The multi-generational spirit, enthusiasm, unconditional love, and excitement of Presbyterians in Cuba are contagious.  Music, dance, scripture, and worship are exciting and powerful.  The closest I can come to that experience in the states is Cursillo.

Speaking of which, Bruce Turner is available to answer any questions you have about Louisiana Presbyterian Cursillo.  The next Cursillo weekend is August 23-26.  I will be there along with Bruce serving the participants, because this spiritual journey is so important to all of us as we continue to growth in our life with Christ.

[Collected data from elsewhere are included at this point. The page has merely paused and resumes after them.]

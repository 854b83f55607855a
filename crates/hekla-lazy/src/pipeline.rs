//   Copyright (c) 2024-2026 Anton Kundenko <singaraiona@gmail.com>
//   All rights reserved.
//
//   Permission is hereby granted, free of charge, to any person obtaining a copy
//   of this software and associated documentation files (the "Software"), to deal
//   in the Software without restriction, including without limitation the rights
//   to use, copy, modify, merge, publish, distribute, sublicense, and/or sell
//   copies of the Software, and to permit persons to whom the Software is
//   furnished to do so, subject to the following conditions:
//
//   The above copyright notice and this permission notice shall be included in all
//   copies or substantial portions of the Software.
//
//   THE SOFTWARE IS PROVIDED "AS IS", WITHOUT WARRANTY OF ANY KIND, EXPRESS OR
//   IMPLIED, INCLUDING BUT NOT LIMITED TO THE WARRANTIES OF MERCHANTABILITY,
//   FITNESS FOR A PARTICULAR PURPOSE AND NONINFRINGEMENT. IN NO EVENT SHALL THE
//   AUTHORS OR COPYRIGHT HOLDERS BE LIABLE FOR ANY CLAIM, DAMAGES OR OTHER
//   LIABILITY, WHETHER IN AN ACTION OF CONTRACT, TORT OR OTHERWISE, ARISING FROM,
//   OUT OF OR IN CONNECTION WITH THE SOFTWARE OR THE USE OR OTHER DEALINGS IN THE
//   SOFTWARE.

//! Streaming batches: sources, sinks, and the pull-based pipeline.
//!
//! Backpressure falls out of the pull model: a batch is only produced when
//! the consumer asks for the next one, so at most one batch per stage is in
//! flight.

use std::collections::VecDeque;
use std::sync::Arc;

use hekla::frame::{Schema, DEFAULT_BATCH_ROWS};
use hekla::{Error, Frame, Result};

use crate::expr::Expr;

/// Context handed to a source on every pull.
#[derive(Debug, Clone)]
pub struct SourceCtx {
    /// Soft row target per batch.
    pub target_rows: usize,
}

impl Default for SourceCtx {
    fn default() -> Self {
        SourceCtx {
            target_rows: DEFAULT_BATCH_ROWS,
        }
    }
}

/// Pull-based batch producer. `next_batch` returns `None` at end of stream.
pub trait BatchSource {
    fn schema(&self) -> Schema;

    fn next_batch(&mut self, ctx: &SourceCtx) -> Result<Option<Frame>>;

    /// Sources that can evaluate predicates themselves opt in; the scan
    /// keeps a post-filter otherwise.
    fn supports_predicate_pushdown(&self) -> bool {
        false
    }

    /// Offer a pushed-down predicate; return true to take ownership of it.
    fn push_predicate(&mut self, _predicate: &Expr) -> bool {
        false
    }
}

/// Batch consumer.
pub trait BatchSink {
    fn write_batch(&mut self, batch: Frame) -> Result<()>;

    fn finish(&mut self) -> Result<()> {
        Ok(())
    }
}

// ---------------------------------------------------------------------------
// Built-in sources and sinks
// ---------------------------------------------------------------------------

/// Streams an in-memory frame in zero-copy row windows.
pub struct FrameSource {
    frame: Arc<Frame>,
    offset: usize,
}

impl FrameSource {
    pub fn new(frame: Arc<Frame>) -> Self {
        FrameSource { frame, offset: 0 }
    }
}

impl BatchSource for FrameSource {
    fn schema(&self) -> Schema {
        self.frame.schema()
    }

    fn next_batch(&mut self, ctx: &SourceCtx) -> Result<Option<Frame>> {
        if self.offset >= self.frame.nrows() {
            return Ok(None);
        }
        let len = ctx.target_rows.max(1).min(self.frame.nrows() - self.offset);
        let batch = self.frame.slice(self.offset, len);
        self.offset += len;
        Ok(Some(batch))
    }
}

/// A queue of pre-built batches; test and adapter source.
pub struct VecSource {
    schema: Schema,
    batches: VecDeque<Frame>,
}

impl VecSource {
    pub fn new(batches: Vec<Frame>) -> Result<Self> {
        let schema = batches
            .first()
            .map(|f| f.schema())
            .ok_or_else(|| Error::schema("VecSource requires at least one batch"))?;
        for b in &batches {
            if b.schema() != schema {
                return Err(Error::schema("VecSource batches must share a schema"));
            }
        }
        Ok(VecSource {
            schema,
            batches: batches.into(),
        })
    }
}

impl BatchSource for VecSource {
    fn schema(&self) -> Schema {
        self.schema.clone()
    }

    fn next_batch(&mut self, _ctx: &SourceCtx) -> Result<Option<Frame>> {
        Ok(self.batches.pop_front())
    }
}

/// Collects batches into memory.
#[derive(Default)]
pub struct VecSink {
    pub batches: Vec<Frame>,
}

impl BatchSink for VecSink {
    fn write_batch(&mut self, batch: Frame) -> Result<()> {
        self.batches.push(batch);
        Ok(())
    }
}

// ---------------------------------------------------------------------------
// Pipeline
// ---------------------------------------------------------------------------

enum Stage {
    Filter(Expr),
    Transform(Arc<dyn Fn(Frame) -> Result<Frame> + Send + Sync>),
    Limit(usize),
}

/// Chainable batch pipeline over one source.
pub struct Pipeline {
    source: Box<dyn BatchSource + Send>,
    stages: Vec<Stage>,
    ctx: SourceCtx,
}

impl Pipeline {
    pub fn new(source: Box<dyn BatchSource + Send>) -> Self {
        Pipeline {
            source,
            stages: Vec::new(),
            ctx: SourceCtx::default(),
        }
    }

    pub fn with_batch_rows(mut self, rows: usize) -> Self {
        self.ctx.target_rows = rows.max(1);
        self
    }

    pub fn filter(mut self, predicate: Expr) -> Self {
        self.stages.push(Stage::Filter(predicate));
        self
    }

    pub fn transform(
        mut self,
        f: impl Fn(Frame) -> Result<Frame> + Send + Sync + 'static,
    ) -> Self {
        self.stages.push(Stage::Transform(Arc::new(f)));
        self
    }

    pub fn limit(mut self, n: usize) -> Self {
        self.stages.push(Stage::Limit(n));
        self
    }

    /// Pull one transformed batch. `remaining` tracks limit budgets by
    /// stage index.
    fn pull(&mut self, remaining: &mut [usize]) -> Result<Option<Frame>> {
        'outer: loop {
            // A fully spent limit ends the stream without pulling more.
            for (i, stage) in self.stages.iter().enumerate() {
                if matches!(stage, Stage::Limit(_)) && remaining[i] == 0 {
                    return Ok(None);
                }
            }
            let Some(mut batch) = self.source.next_batch(&self.ctx)? else {
                return Ok(None);
            };
            for (i, stage) in self.stages.iter().enumerate() {
                match stage {
                    Stage::Filter(predicate) => {
                        let mask = crate::exec::eval::filter_mask(&batch, predicate)?;
                        batch = batch.filter_mask(&mask)?;
                    }
                    Stage::Transform(f) => {
                        batch = f(batch)?;
                    }
                    Stage::Limit(_) => {
                        let take = remaining[i].min(batch.nrows());
                        remaining[i] -= take;
                        if take < batch.nrows() {
                            batch = batch.slice(0, take);
                        }
                    }
                }
                if batch.is_empty() {
                    continue 'outer;
                }
            }
            return Ok(Some(batch));
        }
    }

    fn budgets(&self) -> Vec<usize> {
        self.stages
            .iter()
            .map(|s| match s {
                Stage::Limit(n) => *n,
                _ => usize::MAX,
            })
            .collect()
    }

    /// Concatenate every transformed batch into one frame.
    pub fn collect(mut self) -> Result<Frame> {
        let mut remaining = self.budgets();
        let mut batches = Vec::new();
        while let Some(batch) = self.pull(&mut remaining)? {
            batches.push(batch);
        }
        if batches.is_empty() {
            let schema = self.source.schema();
            let mut cols = Vec::with_capacity(schema.len());
            for f in schema.fields() {
                cols.push((f.name.clone(), hekla::Column::empty(&f.dtype)?));
            }
            return Frame::new(cols);
        }
        Frame::concat(&batches)
    }

    /// Invoke `f` per transformed batch.
    pub fn for_each(mut self, mut f: impl FnMut(&Frame) -> Result<()>) -> Result<()> {
        let mut remaining = self.budgets();
        while let Some(batch) = self.pull(&mut remaining)? {
            f(&batch)?;
        }
        Ok(())
    }

    /// Drain into a sink, then finish it.
    pub fn sink(mut self, sink: &mut dyn BatchSink) -> Result<()> {
        let mut remaining = self.budgets();
        while let Some(batch) = self.pull(&mut remaining)? {
            sink.write_batch(batch)?;
        }
        sink.finish()
    }
}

With the growing membership in Cuba comes the need for spiritual leadership.  Over half the pulpits in Cuba are empty.  Numerous mission and house churches have been formed.  Pastors double up.  Retired pastors fill in.  Seminary students are assigned as pastors.  The Synod of Cuba has had to take charge of pulpit assignments across all three Presbyteries in an attempt to fill the need.

Prayer, Bible Study, Worship, Fellowship, and Service – the hallmarks of the Presbyterian-Reformed Church in Cuba, and their urgent need is for support in all these area.

Let us pray.
O God, our God, be with us and sustain us as we seek to further your will on earth.  Continue to guide and strengthen our brothers and sisters in Cuba.  Help us to find effective ways to support and encourage their work and the work of the Church of your Son, Jesus Christ, throughout the world.  In His name we pray.  Amen.